== WORK ITEM ==
Output every line of the data exactly as it appears.
===
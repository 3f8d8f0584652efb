use crate::logging::Logger;
use crate::page::{EventKind, Page, PageEvent, Target};
use serde_json::json;
use std::cell::{Cell, RefCell};
use std::rc::{Rc, Weak};

const TRIGGER_SELECTOR: &str = ".view-certificate";
const MODAL_SELECTOR: &str = ".modal";
const CLOSE_SELECTOR: &str = ".close-modal";
const CERTIFICATE_ATTRIBUTE: &str = "data-certificate";

#[derive(Clone, Copy, Debug, PartialEq, Eq)]
pub enum ModalState {
    Closed,
    Open,
}

struct Modal<E> {
    element: E,
    state: Cell<ModalState>,
}

/// Certificate dialogs. There is no stack: every open modal is tracked
/// independently and page scroll comes back once none is open.
pub struct ModalController<P: Page> {
    page: Rc<P>,
    logger: Logger,
    modals: RefCell<Vec<Modal<P::Element>>>,
}

impl<P: Page> ModalController<P> {
    pub fn new(page: Rc<P>, logger: Logger) -> Rc<Self> {
        let modals = page
            .query_all(MODAL_SELECTOR)
            .into_iter()
            .map(|element| {
                let state = if page.style(&element, "display") == "flex" {
                    ModalState::Open
                } else {
                    ModalState::Closed
                };
                Modal {
                    element,
                    state: Cell::new(state),
                }
            })
            .collect();

        Rc::new(Self {
            page,
            logger,
            modals: RefCell::new(modals),
        })
    }

    pub fn install(self: &Rc<Self>) {
        for trigger in self.page.query_all(TRIGGER_SELECTOR) {
            let modals = Rc::downgrade(self);
            let button = trigger.clone();
            self.page.listen(
                Target::Element(trigger),
                EventKind::Click,
                Rc::new(move |_: &PageEvent<P::Element>| {
                    let Some(modals) = modals.upgrade() else {
                        return;
                    };
                    if let Some(certificate) = modals.page.attribute(&button, CERTIFICATE_ATTRIBUTE) {
                        modals.open_certificate(&certificate);
                    }
                }),
            );
        }

        for close_button in self.page.query_all(CLOSE_SELECTOR) {
            let modals = Rc::downgrade(self);
            let button = close_button.clone();
            self.page.listen(
                Target::Element(close_button),
                EventKind::Click,
                Rc::new(move |_: &PageEvent<P::Element>| {
                    let Some(modals) = modals.upgrade() else {
                        return;
                    };
                    if let Some(modal) = modals.page.closest(&button, MODAL_SELECTOR) {
                        modals.close(&modal);
                    }
                }),
            );
        }

        let modals: Weak<Self> = Rc::downgrade(self);
        self.page.listen(
            Target::Window,
            EventKind::Click,
            Rc::new(move |event: &PageEvent<P::Element>| {
                let Some(modals) = modals.upgrade() else {
                    return;
                };
                let Some(target) = event.target() else {
                    return;
                };
                if modals.state_of(target).is_some() {
                    modals.close(target);
                }
            }),
        );

        let modals: Weak<Self> = Rc::downgrade(self);
        self.page.listen(
            Target::Document,
            EventKind::KeyDown,
            Rc::new(move |event: &PageEvent<P::Element>| {
                if event.key() != Some("Escape") {
                    return;
                }
                if let Some(modals) = modals.upgrade() {
                    modals.close_all();
                }
            }),
        );
    }

    pub fn state_of(&self, element: &P::Element) -> Option<ModalState> {
        self.modals
            .borrow()
            .iter()
            .find(|modal| modal.element == *element)
            .map(|modal| modal.state.get())
    }

    pub fn any_open(&self) -> bool {
        self.modals
            .borrow()
            .iter()
            .any(|modal| modal.state.get() == ModalState::Open)
    }

    /// Opens `{certificate}-modal`. Unknown certificates are ignored.
    pub fn open_certificate(&self, certificate: &str) -> bool {
        let modal_id = format!("{certificate}-modal");
        let Some(element) = self.page.element_by_id(&modal_id) else {
            self.logger
                .debug("modal_missing", json!({ "modal": modal_id }));
            return false;
        };

        self.open(&element);
        true
    }

    pub fn open(&self, element: &P::Element) {
        {
            let mut modals = self.modals.borrow_mut();
            match modals.iter().position(|modal| modal.element == *element) {
                Some(index) => modals[index].state.set(ModalState::Open),
                None => modals.push(Modal {
                    element: element.clone(),
                    state: Cell::new(ModalState::Open),
                }),
            }
        }

        self.page.set_style(element, "display", "flex");
        if let Some(body) = self.page.body() {
            self.page.set_style(&body, "overflow", "hidden");
        }
        self.logger.info(
            "modal_opened",
            json!({ "modal": self.page.attribute(element, "id") }),
        );
    }

    pub fn close(&self, element: &P::Element) {
        let was_open = self
            .modals
            .borrow()
            .iter()
            .find(|modal| modal.element == *element)
            .map(|modal| modal.state.replace(ModalState::Closed) == ModalState::Open)
            .unwrap_or(false);

        self.page.set_style(element, "display", "none");
        self.restore_scroll_if_idle();

        if was_open {
            self.logger.info(
                "modal_closed",
                json!({ "modal": self.page.attribute(element, "id") }),
            );
        }
    }

    pub fn close_all(&self) {
        let open: Vec<P::Element> = self
            .modals
            .borrow()
            .iter()
            .filter(|modal| modal.state.get() == ModalState::Open)
            .map(|modal| modal.element.clone())
            .collect();

        for element in open {
            self.close(&element);
        }
    }

    fn restore_scroll_if_idle(&self) {
        if self.any_open() {
            return;
        }
        if let Some(body) = self.page.body() {
            self.page.set_style(&body, "overflow", "");
        }
    }
}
===
== RESPONSE TO THIS TASK ==
repository 3f8d8f0584652efb
use crate::logging::Logger;
use crate::page::{EventKind, Page, PageEvent, Target};
use serde_json::json;
use std::cell::{Cell, RefCell};
use std::rc::{Rc, Weak};

const TRIGGER_SELECTOR: &str = ".view-certificate";
const MODAL_SELECTOR: &str = ".modal";
const CLOSE_SELECTOR: &str = ".close-modal";
const CERTIFICATE_ATTRIBUTE: &str = "data-certificate";

#[derive(Clone, Copy, Debug, PartialEq, Eq)]
pub enum ModalState {
    Closed,
    Open,
}

struct Modal<E> {
    element: E,
    state: Cell<ModalState>,
}

/// Certificate dialogs. There is no stack: every open modal is tracked
/// independently and page scroll comes back once none is open.
pub struct ModalController<P: Page> {
    page: Rc<P>,
    logger: Logger,
    modals: RefCell<Vec<Modal<P::Element>>>,
}

impl<P: Page> ModalController<P> {
    pub fn new(page: Rc<P>, logger: Logger) -> Rc<Self> {
        let modals = page
            .query_all(MODAL_SELECTOR)
            .into_iter()
            .map(|element| {
                let state = if page.style(&element, "display") == "flex" {
                    ModalState::Open
                } else {
                    ModalState::Closed
                };
                Modal {
                    element,
                    state: Cell::new(state),
                }
            })
            .collect();

        Rc::new(Self {
            page,
            logger,
            modals: RefCell::new(modals),
        })
    }

    pub fn install(self: &Rc<Self>) {
        for trigger in self.page.query_all(TRIGGER_SELECTOR) {
            let modals = Rc::downgrade(self);
            let button = trigger.clone();
            self.page.listen(
                Target::Element(trigger),
                EventKind::Click,
                Rc::new(move |_: &PageEvent<P::Element>| {
                    let Some(modals) = modals.upgrade() else {
                        return;
                    };
                    if let Some(certificate) = modals.page.attribute(&button, CERTIFICATE_ATTRIBUTE) {
                        modals.open_certificate(&certificate);
                    }
                }),
            );
        }

        for close_button in self.page.query_all(CLOSE_SELECTOR) {
            let modals = Rc::downgrade(self);
            let button = close_button.clone();
            self.page.listen(
                Target::Element(close_button),
                EventKind::Click,
                Rc::new(move |_: &PageEvent<P::Element>| {
                    let Some(modals) = modals.upgrade() else {
                        return;
                    };
                    if let Some(modal) = modals.page.closest(&button, MODAL_SELECTOR) {
                        modals.close(&modal);
                    }
                }),
            );
        }

        let modals: Weak<Self> = Rc::downgrade(self);
        self.page.listen(
            Target::Window,
            EventKind::Click,
            Rc::new(move |event: &PageEvent<P::Element>| {
                let Some(modals) = modals.upgrade() else {
                    return;
                };
                let Some(target) = event.target() else {
                    return;
                };
                if modals.state_of(target).is_some() {
                    modals.close(target);
                }
            }),
        );

        let modals: Weak<Self> = Rc::downgrade(self);
        self.page.listen(
            Target::Document,
            EventKind::KeyDown,
            Rc::new(move |event: &PageEvent<P::Element>| {
                if event.key() != Some("Escape") {
                    return;
                }
                if let Some(modals) = modals.upgrade() {
                    modals.close_all();
                }
            }),
        );
    }

    pub fn state_of(&self, element: &P::Element) -> Option<ModalState> {
        self.modals
            .borrow()
            .iter()
            .find(|modal| modal.element == *element)
            .map(|modal| modal.state.get())
    }

    pub fn any_open(&self) -> bool {
        self.modals
            .borrow()
            .iter()
            .any(|modal| modal.state.get() == ModalState::Open)
    }

    /// Opens `{certificate}-modal`. Unknown certificates are ignored.
    pub fn open_certificate(&self, certificate: &str) -> bool {
        let modal_id = format!("{certificate}-modal");
        let Some(element) = self.page.element_by_id(&modal_id) else {
            self.logger
                .debug("modal_missing", json!({ "modal": modal_id }));
            return false;
        };

        self.open(&element);
        true
    }

    pub fn open(&self, element: &P::Element) {
        {
            let mut modals = self.modals.borrow_mut();
            match modals.iter().position(|modal| modal.element == *element) {
                Some(index) => modals[index].state.set(ModalState::Open),
                None => modals.push(Modal {
                    element: element.clone(),
                    state: Cell::new(ModalState::Open),
                }),
            }
        }

        self.page.set_style(element, "display", "flex");
        if let Some(body) = self.page.body() {
            self.page.set_style(&body, "overflow", "hidden");
        }
        self.logger.info(
            "modal_opened",
            json!({ "modal": self.page.attribute(element, "id") }),
        );
    }

    pub fn close(&self, element: &P::Element) {
        let was_open = self
            .modals
            .borrow()
            .iter()
            .find(|modal| modal.element == *element)
            .map(|modal| modal.state.replace(ModalState::Closed) == ModalState::Open)
            .unwrap_or(false);

        self.page.set_style(element, "display", "none");
        self.restore_scroll_if_idle();

        if was_open {
            self.logger.info(
                "modal_closed",
                json!({ "modal": self.page.attribute(element, "id") }),
            );
        }
    }

    pub fn close_all(&self) {
        let open: Vec<P::Element> = self
            .modals
            .borrow()
            .iter()
            .filter(|modal| modal.state.get() == ModalState::Open)
            .map(|modal| modal.element.clone())
            .collect();

        for element in open {
            self.close(&element);
        }
    }

    fn restore_scroll_if_idle(&self) {
        if self.any_open() {
            return;
        }
        if let Some(body) = self.page.body() {
            self.page.set_style(&body, "overflow", "");
        }
    }
}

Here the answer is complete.